Angela Alsobrooks wins the Maryland Senate, defeating Republican Larry Hogan

Democrat Angela Alsobrooks has won Maryland’s Senate race, NBC News projects, defeating popular former Republican Gov. Larry Hogan and becoming the first black woman elected to represent the state in the Senate.

The unusually competitive The race to replace retiring Democratic Sen. Ben Cardin was always a must-win for Democrats trying to hold on to their Senate majority. It also means that for the first time in history, Maryland will have a black senator, governor and mayor in its largest city, Baltimore.

Alsobrooks’ victory, along with Democratic Sen.-elect Lisa Blunt Rochester’s of Delaware, also means the Senate will have two black women next year for the first time in history.

“We’re looking at a time that looks like a time we’ve never seen before,” Alsobrooks told NBC News on the campaign trail in August. “This election will help us decide what kind of future we want for our children and grandchildren, and what kind of state and country we want to build for them.”

Prince George’s County County Executive Alsobrooks handily won the Democratic primary this year despite being outspent 10-to-1 by Rep. David Throne. Campaign spending only increased from there with both Alsobrooks and Hogan spend tens of thousands of dollars to influence voters in a state that President Joe Biden won by more than 30 points in 2020.

“I think it’s wonderful to have her in the Senate. She is eminently qualified. She will do a great job for her state and for the people of the country,” former Sen. Carol Moseley Braun, D-Ill., told NBC News in the fall .

Polls consistently showed Alsobrooks pulling ahead in the weeks before the election. Hogan could never quite replicate the support he received from Democrats as governor in his Senate campaign. During his two terms as governor and as a Senate candidate, Hogan tried to distance himself from former President Donald Trump, going so far as to reject an endorsement.

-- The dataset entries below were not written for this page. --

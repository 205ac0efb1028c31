use std::path::{Path, PathBuf};
use std::sync::Arc;

use clap::{Parser, Subcommand};
use tokio::io::AsyncReadExt;
use tracing::debug;

use project_explorer::app::{expansion_waves, normalize, App};
use project_explorer::config::{AppConfig, LogConfig};
use project_explorer::error::{self, AppError};
use project_explorer::fs::tree::TreeNode;
use project_explorer::{logging, ui};

/// Browse a project tree through the explorer cache.
#[derive(Parser, Debug)]
#[command(name = "pex", version, about)]
struct Cli {
    /// Explicit config file
    #[arg(long, global = true)]
    config: Option<PathBuf>,

    /// Log filter directive (RUST_LOG still wins)
    #[arg(long, global = true)]
    log_level: Option<String>,

    /// Print JSON instead of text
    #[arg(long, global = true)]
    json: bool,

    #[command(subcommand)]
    command: Commands,
}

#[derive(Subcommand, Debug)]
enum Commands {
    /// Show a project tree, expanding the given directories
    Tree {
        /// Project root (defaults to the configured default path)
        root: Option<PathBuf>,

        /// Directory to expand; repeatable
        #[arg(long = "expand", value_name = "DIR")]
        expand: Vec<PathBuf>,
    },
    /// Print a file's content
    Cat { file: PathBuf },
    /// Save stdin to a file and report invalidated projects
    Save {
        file: PathBuf,

        /// Load this project first and print it again after the save
        #[arg(long)]
        root: Option<PathBuf>,
    },
}

#[tokio::main]
async fn main() -> error::Result<()> {
    let cli = Cli::parse();

    let overrides = AppConfig {
        log: LogConfig {
            level: cli.log_level.clone(),
            ..Default::default()
        },
        ..Default::default()
    };
    let config = AppConfig::load(cli.config.as_deref(), Some(&overrides));
    logging::init_logging(&config)?;

    let app = Arc::new(App::new(&config));

    match cli.command {
        Commands::Tree { root, expand } => {
            let root = root.unwrap_or_else(|| PathBuf::from(config.default_path()));
            let root = existing_path(&root)?;
            project_tree(&app, root.clone()).await?;
            let expand: Vec<PathBuf> = expand.iter().map(|p| normalize(p)).collect();
            expand_all(&app, &expand).await?;
            // Second fetch is a cache hit that includes the expansions.
            let tree = project_tree(&app, root).await?;
            print_tree(&tree, cli.json)?;
        }
        Commands::Cat { file } => {
            let app = Arc::clone(&app);
            let content =
                tokio::task::spawn_blocking(move || app.get_file_content(&file)).await??;
            print!("{content}");
        }
        Commands::Save { file, root } => {
            let root = match root {
                Some(root) => {
                    let root = existing_path(&root)?;
                    project_tree(&app, root.clone()).await?;
                    Some(root)
                }
                None => None,
            };

            let mut content = String::new();
            tokio::io::stdin()
                .read_to_string(&mut content)
                .await
                .map_err(|e| AppError::io("read_stdin", Path::new("-"), e))?;

            let saver = Arc::clone(&app);
            let invalidated =
                tokio::task::spawn_blocking(move || saver.save_file(&file, &content)).await??;

            if cli.json {
                println!("{}", serde_json::to_string_pretty(&invalidated)?);
            } else {
                for key in &invalidated {
                    println!("invalidated {}", key.display());
                }
            }

            if let Some(root) = root {
                let tree = project_tree(&app, root).await?;
                print_tree(&tree, cli.json)?;
            }
        }
    }

    Ok(())
}

fn existing_path(path: &Path) -> error::Result<PathBuf> {
    path.canonicalize()
        .map_err(|_| AppError::InvalidPath(format!("{} does not exist", path.display())))
}

async fn project_tree(app: &Arc<App>, root: PathBuf) -> error::Result<TreeNode> {
    let app = Arc::clone(app);
    tokio::task::spawn_blocking(move || app.get_project_files(&root)).await?
}

/// Expand directories wave by wave; each wave's expansions run concurrently.
async fn expand_all(app: &Arc<App>, dirs: &[PathBuf]) -> error::Result<()> {
    for wave in expansion_waves(dirs) {
        debug!(count = wave.len(), "expanding wave");
        let handles: Vec<_> = wave
            .into_iter()
            .map(|dir| {
                let app = Arc::clone(app);
                tokio::task::spawn_blocking(move || app.load_directory_contents(&dir))
            })
            .collect();
        for handle in handles {
            handle.await??;
        }
    }
    Ok(())
}

fn print_tree(tree: &TreeNode, json: bool) -> error::Result<()> {
    if json {
        println!("{}", serde_json::to_string_pretty(tree)?);
    } else {
        print!("{}", ui::render_tree(tree));
    }
    Ok(())
}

But sharing the Republican column with Trump on the ballot seemed a bridge too far for Democrats who had once been willing to vote for Hogan, said David Lublin, chairman of the government department at American University.

“I don’t think he will win precisely because of the reluctance of Democrats who might be willing to vote for him at the state level to give him a chance at the federal level,” Lublin said before the election. “Frankly, the sad thing about this case is that the Senate could use more moderate and more moderate Republicans.”

The race stood out to Lublin because, in a national political environment marked by one unprecedented event after another, he felt it maintained a relative degree of normalcy — or at least what was considered normal a decade ago. In Hogan, many Marylanders saw a Republican who represented an increasingly rarefied version of the party before Trump took office. And Alsobrooks has been “embraced by the Democratic establishment” as a liberal who “doesn’t come off as unrealistic,” according to Lublin.

“In a lot of ways it’s like an old-fashioned race because neither side is driving any extremes,” he said. “We’re not going to vote for the person we hate the least. They’re both good politicians.”

But national narratives have still managed to make their way into the race, according to Candace Turitto, director of the University of Maryland’s applied policy analysis program.

“Alsobrooks’ main attack on Hogan has still been to paint him as a member of this more extreme Republican Party that would ultimately be a voice that promotes a far-right agenda,” Turitto said in an email to NBC News before the election. “Hogan’s public record does not lead to that conclusion in my view, but that message is likely to be successful when voters consider the totality of their ballot.”

Alsobrooks’ election is also historic in showing the “increasing normalcy” of electing black politicians, Lublin said.

In Maryland alone, Wes Moore, the state’s first black governor, and Baltimore Mayor Brandon Scott, both Democrats, gained national attention after the collapse of the Francis Scott Key Bridge in March. Moore in particular is seen as a rising star in the national party.

“In Maryland, there is a tacit sense among many Democrats that just as it was time to elect our first black governor, it is time to elect our first black senator,” Lublin said.